● EXERCISE BRIEF:
Say how many lines in the entries contain "SaveFailed", giving only the number.

● SUPPLIED ENTRIES:
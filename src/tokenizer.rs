//! Token estimation for chunk budgets
//!
//! Two estimators are provided:
//! - [`BpeEstimator`]: exact cl100k_base counts via tiktoken
//! - [`HeuristicEstimator`]: a conservative character-based estimate that never
//!   needs any model data
//!
//! Both are deterministic and never fail. When the BPE tables cannot be loaded
//! the BPE estimator degrades to the heuristic one.

use crate::config::TokenizerConfig;
use std::sync::{Arc, OnceLock};
use tiktoken_rs::{CoreBPE, cl100k_base};

/// Opaque cost function measuring text in model tokens
pub trait TokenEstimator: Send + Sync {
    /// Estimated token count of `text`
    fn estimate(&self, text: &str) -> usize;

    /// Short name used in logs
    fn name(&self) -> &str;

    /// Cost of one line inside a chunk, including its line terminator
    fn line_cost(&self, line: &str) -> usize {
        self.estimate(line) + 1
    }
}

/// Character-based estimate that errs on the high side
///
/// ASCII characters cost `1 / chars_per_token` of a token; every other
/// character costs a full token. The total is rounded up, so the estimate of a
/// concatenation never exceeds the sum of the parts.
#[derive(Debug, Clone, Copy)]
pub struct HeuristicEstimator {
    chars_per_token: usize,
}

impl HeuristicEstimator {
    pub fn new(chars_per_token: usize) -> Self {
        Self {
            chars_per_token: chars_per_token.max(1),
        }
    }
}

impl Default for HeuristicEstimator {
    fn default() -> Self {
        Self::new(3)
    }
}

impl TokenEstimator for HeuristicEstimator {
    fn estimate(&self, text: &str) -> usize {
        let per_token = self.chars_per_token;
        let units: usize = text
            .chars()
            .map(|c| if c.is_ascii() { 1 } else { per_token })
            .sum();
        units.div_ceil(per_token)
    }

    fn name(&self) -> &str {
        "heuristic"
    }
}

static CL100K: OnceLock<Option<CoreBPE>> = OnceLock::new();

fn cl100k() -> Option<&'static CoreBPE> {
    CL100K
        .get_or_init(|| match cl100k_base() {
            Ok(bpe) => Some(bpe),
            Err(e) => {
                tracing::warn!(
                    "Failed to load cl100k_base tables, using heuristic estimates: {}",
                    e
                );
                None
            }
        })
        .as_ref()
}

/// Exact BPE token counts with a heuristic fallback
pub struct BpeEstimator {
    bpe: Option<&'static CoreBPE>,
    fallback: HeuristicEstimator,
}

impl BpeEstimator {
    pub fn new(fallback: HeuristicEstimator) -> Self {
        Self {
            bpe: cl100k(),
            fallback,
        }
    }

    /// Whether exact counting is available
    pub fn is_exact(&self) -> bool {
        self.bpe.is_some()
    }
}

impl TokenEstimator for BpeEstimator {
    fn estimate(&self, text: &str) -> usize {
        match self.bpe {
            Some(bpe) => bpe.encode_ordinary(text).len(),
            None => self.fallback.estimate(text),
        }
    }

    fn name(&self) -> &str {
        if self.is_exact() { "cl100k_base" } else { "heuristic" }
    }
}

/// Build the estimator selected by configuration
pub fn estimator_from_config(config: &TokenizerConfig) -> Arc<dyn TokenEstimator> {
    let heuristic = HeuristicEstimator::new(config.chars_per_token);
    match config.estimator.as_str() {
        "heuristic" => Arc::new(heuristic),
        _ => Arc::new(BpeEstimator::new(heuristic)),
    }
}

#[cfg(test)]
mod tests {
    use super::*;

    #[test]
    fn test_heuristic_empty() {
        assert_eq!(HeuristicEstimator::default().estimate(""), 0);
    }

    #[test]
    fn test_heuristic_rounds_up() {
        let est = HeuristicEstimator::default();
        assert_eq!(est.estimate("a"), 1);
        assert_eq!(est.estimate("abc"), 1);
        assert_eq!(est.estimate("abcd"), 2);
    }

    #[test]
    fn test_heuristic_non_ascii_costs_full_token() {
        let est = HeuristicEstimator::default();
        assert_eq!(est.estimate("日本語"), 3);
        assert_eq!(est.estimate("ab日"), 2);
    }

    #[test]
    fn test_heuristic_is_subadditive() {
        let est = HeuristicEstimator::default();
        let samples = ["", "a", "ab", "MOVE WS-A TO WS-B.", "é", "fn main() {}", "      "];
        for a in samples {
            for b in samples {
                let joined = format!("{}{}", a, b);
                assert!(est.estimate(&joined) <= est.estimate(a) + est.estimate(b));
            }
        }
    }

    #[test]
    fn test_heuristic_deterministic() {
        let est = HeuristicEstimator::new(4);
        let text = "PERFORM 1000-INIT THRU 1000-EXIT.";
        assert_eq!(est.estimate(text), est.estimate(text));
    }

    #[test]
    fn test_line_cost_includes_terminator() {
        let est = HeuristicEstimator::default();
        assert_eq!(est.line_cost(""), 1);
        assert_eq!(est.line_cost("abc"), 2);
    }

    #[test]
    fn test_zero_chars_per_token_is_clamped() {
        let est = HeuristicEstimator::new(0);
        assert_eq!(est.estimate("abcd"), 4);
    }

    #[test]
    fn test_bpe_counts_tokens() {
        let est = BpeEstimator::new(HeuristicEstimator::default());
        assert_eq!(est.estimate(""), 0);
        assert!(est.estimate("IDENTIFICATION DIVISION.") > 0);
        let text = "hello world";
        assert_eq!(est.estimate(text), est.estimate(text));
    }

    #[test]
    fn test_estimator_from_config() {
        let mut config = TokenizerConfig::default();
        config.estimator = "heuristic".to_string();
        let est = estimator_from_config(&config);
        assert_eq!(est.name(), "heuristic");
        assert_eq!(est.estimate("abcdef"), 2);
    }
}
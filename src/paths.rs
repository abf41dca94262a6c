/// Centralized platform-specific path computation
///
/// Follows the XDG Base Directory specification on Unix-like systems.
use std::path::PathBuf;

const APP_DIR: &str = "archlens";

/// Platform-agnostic path utilities
pub struct PlatformPaths;

impl PlatformPaths {
    /// Get the appropriate cache directory for the current platform
    ///
    /// - Windows: %LOCALAPPDATA%
    /// - macOS: ~/Library/Caches
    /// - Linux/Unix: $XDG_CACHE_HOME or ~/.cache
    pub fn cache_dir() -> PathBuf {
        if cfg!(target_os = "windows") {
            std::env::var("LOCALAPPDATA")
                .map(PathBuf::from)
                .unwrap_or_else(|_| PathBuf::from("."))
        } else if cfg!(target_os = "macos") {
            std::env::var("HOME")
                .map(|home| PathBuf::from(home).join("Library/Caches"))
                .unwrap_or_else(|_| PathBuf::from("."))
        } else {
            std::env::var("XDG_CACHE_HOME")
                .map(PathBuf::from)
                .or_else(|_| std::env::var("HOME").map(|home| PathBuf::from(home).join(".cache")))
                .unwrap_or_else(|_| PathBuf::from("."))
        }
    }

    /// Get the appropriate config directory for the current platform
    ///
    /// - Windows: %APPDATA%
    /// - macOS: ~/Library/Application Support
    /// - Linux/Unix: $XDG_CONFIG_HOME or ~/.config
    pub fn config_dir() -> PathBuf {
        if cfg!(target_os = "windows") {
            std::env::var("APPDATA")
                .map(PathBuf::from)
                .unwrap_or_else(|_| PathBuf::from("."))
        } else if cfg!(target_os = "macos") {
            std::env::var("HOME")
                .map(|home| PathBuf::from(home).join("Library/Application Support"))
                .unwrap_or_else(|_| PathBuf::from("."))
        } else {
            std::env::var("XDG_CONFIG_HOME")
                .map(PathBuf::from)
                .or_else(|_| std::env::var("HOME").map(|home| PathBuf::from(home).join(".config")))
                .unwrap_or_else(|_| PathBuf::from("."))
        }
    }

    /// Returns: {cache_dir}/archlens
    pub fn project_cache_dir() -> PathBuf {
        Self::cache_dir().join(APP_DIR)
    }

    /// Returns: {config_dir}/archlens
    pub fn project_config_dir() -> PathBuf {
        Self::config_dir().join(APP_DIR)
    }

    /// Root of the analysis cache; namespaces live one level below
    ///
    /// Returns: {cache_dir}/archlens/analysis_cache
    pub fn default_analysis_cache_dir() -> PathBuf {
        Self::project_cache_dir().join("analysis_cache")
    }

    /// Returns: {config_dir}/archlens/config.toml
    pub fn default_config_path() -> PathBuf {
        Self::project_config_dir().join("config.toml")
    }
}

#[cfg(test)]
mod tests {
    use super::*;

    #[test]
    fn test_cache_dir_not_empty() {
        assert!(!PlatformPaths::cache_dir().as_os_str().is_empty());
    }

    #[test]
    fn test_config_dir_not_empty() {
        assert!(!PlatformPaths::config_dir().as_os_str().is_empty());
    }

    #[test]
    fn test_project_dirs_use_app_name() {
        assert!(PlatformPaths::project_cache_dir().ends_with("archlens"));
        assert!(PlatformPaths::project_config_dir().ends_with("archlens"));
    }

    #[test]
    fn test_default_paths() {
        let cache = PlatformPaths::default_analysis_cache_dir();
        assert!(cache.ends_with("archlens/analysis_cache"));

        let config = PlatformPaths::default_config_path();
        assert!(config.ends_with("archlens/config.toml"));
    }
}
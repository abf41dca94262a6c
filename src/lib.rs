//! # archlens - Token-Budgeted Chunking and Caching for Repository Analysis
//!
//! The core of an LLM-driven architecture analyzer: it decides how source
//! files are cut into bounded chunks, remembers backend responses in a
//! content-addressed cache, and merges per-chunk results into one
//! architectural analysis.
//!
//! ## Overview
//!
//! Repositories that fit the token budget are analyzed in a single call.
//! COBOL programs are split along divisions, sections and paragraphs with
//! overlap between chunks. Other repositories are grouped into semantic
//! buckets, split where a bucket exceeds the budget, clustered by TF-IDF
//! similarity and analyzed concurrently before a final synthesis call.
//! A finished analysis can be followed by Mermaid diagrams, recommendations
//! and a cross-file repository structure with a PlantUML sequence diagram.
//!
//! ## Key Features
//!
//! - **Token Estimation**: cl100k_base counts via tiktoken, with a conservative heuristic fallback
//! - **Structure-Aware Chunking**: COBOL divisions/sections/paragraphs and declarations in 10 languages
//! - **Importance Ranking**: configurable keyword and language weights
//! - **Similarity Grouping**: TF-IDF vectors and greedy cosine clustering
//! - **Content-Addressed Cache**: SHA-256 fingerprints with TTL, scoped by namespace
//! - **Partial-Failure Tolerance**: failed chunk calls are dropped, not fatal
//! - **Follow-up Calls**: diagrams, recommendations and repository structure, each switchable
//! - **Ignore-Aware Loading**: `.gitignore` plus include/exclude globs
//!
//! ## Architecture
//!
//! ```text
//!  SourceFile[] ──► ChunkPlanner ──► ChunkPlan ─┬─ Single ─────► focused / COBOL call
//!                    │  ranking                  ├─ Multi ──────► SimilarityGrouper ─► group calls ─► synthesis
//!                    │  boundary                 └─ Structured ─► COBOL chunk calls ─► section merge
//!                    └─ builder                              │
//!                                                AnalysisCache (per namespace, TTL)
//! ```
//!
//! ## Modules
//!
//! - [`tokenizer`]: Token estimators
//! - [`chunking`]: Boundary detection, chunk building, ranking and similarity grouping
//! - [`cache`]: Content-addressed response cache
//! - [`analysis`]: Backend seam, prompts, response parsing, synthesis and follow-up calls
//! - [`ingest`]: Language detection and directory loading
//! - [`config`]: Configuration management with environment variable support
//! - [`types`]: Data model shared by every stage
//! - [`error`]: Error types
//! - [`paths`]: Platform cache and config directories
//!
//! ## Usage Example
//!
//! ```no_run
//! use archlens::analysis::{Analyzer, GenerationRequest, TextGenerator};
//! use archlens::config::Config;
//! use archlens::error::GenerationError;
//! use archlens::ingest::SourceLoader;
//! use std::sync::Arc;
//!
//! struct MyBackend;
//!
//! #[async_trait::async_trait]
//! impl TextGenerator for MyBackend {
//!     async fn generate(&self, request: GenerationRequest) -> Result<String, GenerationError> {
//!         // Call a model here
//!         Ok(format!("{{\"overview\": \"{} chars analyzed\"}}", request.user_prompt.len()))
//!     }
//! }
//!
//! #[tokio::main]
//! async fn main() -> anyhow::Result<()> {
//!     let config = Config::new()?;
//!     let files = SourceLoader::new("./my-repo").load()?;
//!     let analyzer = Analyzer::new(&config, Arc::new(MyBackend));
//!
//!     let report = analyzer.run(&files, Some("my-repo")).await;
//!     println!("{:?}", report.status);
//!     Ok(())
//! }
//! ```

/// Backend calls, prompts, response parsing and synthesis
pub mod analysis;

/// Content-addressed cache of backend responses
pub mod cache;

/// Chunk planning: boundaries, builder, ranking, similarity
pub mod chunking;

/// Configuration management with environment variable overrides
pub mod config;

/// Error types and utilities
pub mod error;

/// Language detection and source loading
pub mod ingest;

/// Platform directories
pub mod paths;

/// Token estimation
pub mod tokenizer;

/// Shared data model
pub mod types;
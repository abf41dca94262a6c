//! Content-addressed cache of analysis responses
//!
//! Each namespace is a directory holding one JSON record per fingerprint.
//! Keys are derived from content and metadata only, so concurrent writers of
//! the same key write equivalent records and no locking is needed.

use crate::error::{CacheError, ValidationError};
use chrono::{DateTime, TimeDelta, Utc};
use serde::{Deserialize, Serialize};
use sha2::{Digest, Sha256};
use std::collections::BTreeMap;
use std::fs;
use std::io::Write;
use std::path::{Path, PathBuf};
use std::str::FromStr;

/// Kind of analysis a cache directory holds
#[derive(Debug, Clone, Copy, PartialEq, Eq, Hash, Serialize, Deserialize)]
#[serde(rename_all = "snake_case")]
pub enum CacheNamespace {
    Cobol,
    Generic,
    Repository,
}

impl CacheNamespace {
    pub const ALL: [CacheNamespace; 3] = [
        CacheNamespace::Cobol,
        CacheNamespace::Generic,
        CacheNamespace::Repository,
    ];

    /// Directory name of the namespace
    pub fn as_str(&self) -> &'static str {
        match self {
            CacheNamespace::Cobol => "cobol_analysis",
            CacheNamespace::Generic => "generic_analysis",
            CacheNamespace::Repository => "repository_analysis",
        }
    }
}

impl std::fmt::Display for CacheNamespace {
    fn fmt(&self, f: &mut std::fmt::Formatter<'_>) -> std::fmt::Result {
        f.write_str(self.as_str())
    }
}

impl FromStr for CacheNamespace {
    type Err = ValidationError;

    fn from_str(s: &str) -> Result<Self, Self::Err> {
        match s.to_lowercase().as_str() {
            "cobol" | "cobol_analysis" => Ok(CacheNamespace::Cobol),
            "generic" | "generic_analysis" => Ok(CacheNamespace::Generic),
            "repository" | "repository_analysis" => Ok(CacheNamespace::Repository),
            _ => Err(ValidationError::UnknownNamespace(s.to_string())),
        }
    }
}

/// Metadata stored with an entry; `name` and `language` are part of the key
#[derive(Debug, Clone, PartialEq, Eq, Default, Serialize, Deserialize)]
pub struct CacheMetadata {
    pub name: String,
    pub language: String,
    /// Informational only, not part of the key
    #[serde(default)]
    pub attributes: BTreeMap<String, String>,
}

impl CacheMetadata {
    pub fn new(name: impl Into<String>, language: impl Into<String>) -> Self {
        Self {
            name: name.into(),
            language: language.into(),
            attributes: BTreeMap::new(),
        }
    }

    pub fn with_attribute(mut self, key: impl Into<String>, value: impl ToString) -> Self {
        self.attributes.insert(key.into(), value.to_string());
        self
    }
}

/// One persisted analysis response
#[derive(Debug, Clone, PartialEq, Serialize, Deserialize)]
pub struct CacheEntry {
    pub timestamp: DateTime<Utc>,
    pub metadata: CacheMetadata,
    pub fingerprint: String,
    /// SHA-256 of the content alone
    pub content_hash: String,
    pub analysis_response: String,
}

/// Entry counts of one namespace
#[derive(Debug, Clone, Default, PartialEq, Eq, Serialize, Deserialize)]
pub struct CacheStats {
    pub namespace: String,
    pub total: usize,
    pub valid: usize,
    /// Expired or unreadable entries
    pub expired: usize,
    pub size_bytes: u64,
}

/// Cache handle for one namespace
#[derive(Debug, Clone)]
pub struct AnalysisCache {
    dir: PathBuf,
    namespace: CacheNamespace,
    ttl: TimeDelta,
}

impl AnalysisCache {
    /// Open (and create if needed) the namespace directory under `root`
    pub fn open(root: &Path, namespace: CacheNamespace, ttl_hours: u64) -> Result<Self, CacheError> {
        let dir = root.join(namespace.as_str());
        fs::create_dir_all(&dir).map_err(|e| {
            CacheError::DirectoryCreationFailed(format!("{}: {}", dir.display(), e))
        })?;

        let ttl = i64::try_from(ttl_hours)
            .ok()
            .and_then(TimeDelta::try_hours)
            .unwrap_or(TimeDelta::MAX);

        tracing::debug!("Analysis cache {} initialized at {}", namespace, dir.display());
        Ok(Self { dir, namespace, ttl })
    }

    pub fn namespace(&self) -> CacheNamespace {
        self.namespace
    }

    pub fn dir(&self) -> &Path {
        &self.dir
    }

    /// Key of `content` under `metadata`
    ///
    /// Fields are separated by a NUL byte so that shifting characters between
    /// them changes the key.
    pub fn fingerprint(content: &str, metadata: &CacheMetadata) -> String {
        let mut hasher = Sha256::new();
        hasher.update(content.as_bytes());
        hasher.update([0u8]);
        hasher.update(metadata.name.as_bytes());
        hasher.update([0u8]);
        hasher.update(metadata.language.as_bytes());
        format!("{:x}", hasher.finalize())
    }

    fn content_hash(content: &str) -> String {
        format!("{:x}", Sha256::digest(content.as_bytes()))
    }

    fn entry_path(&self, fingerprint: &str) -> PathBuf {
        self.dir.join(format!("{}.json", fingerprint))
    }

    fn is_expired(&self, entry: &CacheEntry, now: DateTime<Utc>) -> bool {
        now.signed_duration_since(entry.timestamp) >= self.ttl
    }

    fn read_entry(path: &Path) -> Result<CacheEntry, CacheError> {
        let raw = fs::read_to_string(path).map_err(|e| CacheError::LoadFailed {
            path: path.display().to_string(),
            reason: e.to_string(),
        })?;
        serde_json::from_str(&raw).map_err(|e| CacheError::ParseFailed {
            path: path.display().to_string(),
            reason: e.to_string(),
        })
    }

    fn remove(path: &Path) -> Result<(), CacheError> {
        match fs::remove_file(path) {
            Ok(()) => Ok(()),
            Err(e) if e.kind() == std::io::ErrorKind::NotFound => Ok(()),
            Err(e) => Err(CacheError::RemoveFailed {
                path: path.display().to_string(),
                reason: e.to_string(),
            }),
        }
    }

    /// Fresh entry for `content`, if any
    ///
    /// A stale entry is deleted and reported as a miss.
    pub fn lookup(
        &self,
        content: &str,
        metadata: &CacheMetadata,
    ) -> Result<Option<CacheEntry>, CacheError> {
        let path = self.entry_path(&Self::fingerprint(content, metadata));
        if !path.exists() {
            return Ok(None);
        }

        let entry = Self::read_entry(&path)?;
        if self.is_expired(&entry, Utc::now()) {
            Self::remove(&path)?;
            tracing::info!("Removed expired cache entry for {}", metadata.name);
            return Ok(None);
        }

        Ok(Some(entry))
    }

    /// Cached response for `content`; any cache fault is a miss
    pub fn get(&self, content: &str, metadata: &CacheMetadata) -> Option<String> {
        match self.lookup(content, metadata) {
            Ok(Some(entry)) => {
                tracing::info!("Cache hit in {} for {}", self.namespace, metadata.name);
                Some(entry.analysis_response)
            }
            Ok(None) => None,
            Err(e) => {
                tracing::warn!("Cache read failed, treating as miss: {}", e);
                None
            }
        }
    }

    /// Store `response`, replacing any entry with the same key
    pub fn put(
        &self,
        content: &str,
        metadata: &CacheMetadata,
        response: &str,
    ) -> Result<(), CacheError> {
        self.put_with_timestamp(content, metadata, response, Utc::now())
    }

    /// Store `response` as if it had been written at `timestamp`
    pub fn put_with_timestamp(
        &self,
        content: &str,
        metadata: &CacheMetadata,
        response: &str,
        timestamp: DateTime<Utc>,
    ) -> Result<(), CacheError> {
        let fingerprint = Self::fingerprint(content, metadata);
        let path = self.entry_path(&fingerprint);
        let entry = CacheEntry {
            timestamp,
            metadata: metadata.clone(),
            content_hash: Self::content_hash(content),
            fingerprint,
            analysis_response: response.to_string(),
        };

        let save_failed = |reason: String| CacheError::SaveFailed {
            path: path.display().to_string(),
            reason,
        };

        let json = serde_json::to_string_pretty(&entry).map_err(|e| save_failed(e.to_string()))?;

        // Write to a sibling temp file and rename, so readers never see a partial record
        let mut tmp =
            tempfile::NamedTempFile::new_in(&self.dir).map_err(|e| save_failed(e.to_string()))?;
        tmp.write_all(json.as_bytes())
            .map_err(|e| save_failed(e.to_string()))?;
        tmp.persist(&path)
            .map_err(|e| save_failed(e.error.to_string()))?;

        tracing::debug!("Analysis cached in {} for {}", self.namespace, metadata.name);
        Ok(())
    }

    /// [`get`](Self::get) run on the blocking pool
    pub async fn fetch(&self, content: String, metadata: CacheMetadata) -> Option<String> {
        let cache = self.clone();
        match tokio::task::spawn_blocking(move || cache.get(&content, &metadata)).await {
            Ok(hit) => hit,
            Err(e) => {
                tracing::warn!("Cache read task failed, treating as miss: {}", e);
                None
            }
        }
    }

    /// [`put`](Self::put) run on the blocking pool
    pub async fn store(
        &self,
        content: String,
        metadata: CacheMetadata,
        response: String,
    ) -> Result<(), CacheError> {
        let cache = self.clone();
        tokio::task::spawn_blocking(move || cache.put(&content, &metadata, &response))
            .await
            .map_err(|e| CacheError::SaveFailed {
                path: self.dir.display().to_string(),
                reason: e.to_string(),
            })?
    }

    fn entry_files(&self) -> Result<Vec<PathBuf>, CacheError> {
        let read_dir = fs::read_dir(&self.dir).map_err(|e| CacheError::LoadFailed {
            path: self.dir.display().to_string(),
            reason: e.to_string(),
        })?;

        let mut files: Vec<PathBuf> = read_dir
            .filter_map(|entry| entry.ok().map(|e| e.path()))
            .filter(|path| path.extension().is_some_and(|ext| ext == "json"))
            .collect();
        files.sort();
        Ok(files)
    }

    /// Delete expired and unreadable entries, returning how many were removed
    pub fn purge_expired(&self) -> Result<usize, CacheError> {
        let now = Utc::now();
        let mut removed = 0;

        for path in self.entry_files()? {
            let stale = match Self::read_entry(&path) {
                Ok(entry) => self.is_expired(&entry, now),
                Err(e) => {
                    tracing::warn!("Removing unreadable cache entry: {}", e);
                    true
                }
            };
            if stale {
                Self::remove(&path)?;
                removed += 1;
            }
        }

        if removed > 0 {
            tracing::info!("Cleaned up {} expired entries from {}", removed, self.namespace);
        }
        Ok(removed)
    }

    /// Delete every entry, returning how many were removed
    pub fn purge_all(&self) -> Result<usize, CacheError> {
        let files = self.entry_files()?;
        for path in &files {
            Self::remove(path)?;
        }
        tracing::info!("Cleared {} entries from {}", files.len(), self.namespace);
        Ok(files.len())
    }

    pub fn stats(&self) -> Result<CacheStats, CacheError> {
        let now = Utc::now();
        let mut stats = CacheStats {
            namespace: self.namespace.to_string(),
            ..CacheStats::default()
        };

        for path in self.entry_files()? {
            stats.total += 1;
            stats.size_bytes += fs::metadata(&path).map(|m| m.len()).unwrap_or(0);
            match Self::read_entry(&path) {
                Ok(entry) if !self.is_expired(&entry, now) => stats.valid += 1,
                _ => stats.expired += 1,
            }
        }

        Ok(stats)
    }
}

/// Handles for every namespace under one root
#[derive(Debug, Clone)]
pub struct CacheSet {
    pub cobol: AnalysisCache,
    pub generic: AnalysisCache,
    pub repository: AnalysisCache,
}

impl CacheSet {
    pub fn open(root: &Path, ttl_hours: u64) -> Result<Self, CacheError> {
        Ok(Self {
            cobol: AnalysisCache::open(root, CacheNamespace::Cobol, ttl_hours)?,
            generic: AnalysisCache::open(root, CacheNamespace::Generic, ttl_hours)?,
            repository: AnalysisCache::open(root, CacheNamespace::Repository, ttl_hours)?,
        })
    }

    pub fn get(&self, namespace: CacheNamespace) -> &AnalysisCache {
        match namespace {
            CacheNamespace::Cobol => &self.cobol,
            CacheNamespace::Generic => &self.generic,
            CacheNamespace::Repository => &self.repository,
        }
    }
}
//! Source ingestion: language detection and directory loading
//!
//! The analysis core consumes [`SourceFile`](crate::types::SourceFile) records and
//! never touches the filesystem itself; this module is the stand-in upstream
//! collaborator used by the command-line tool.

mod language;
mod loader;

pub use language::{detect_language, is_binary_extension};
pub use loader::SourceLoader;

● PROBLEM SOLUTION:
2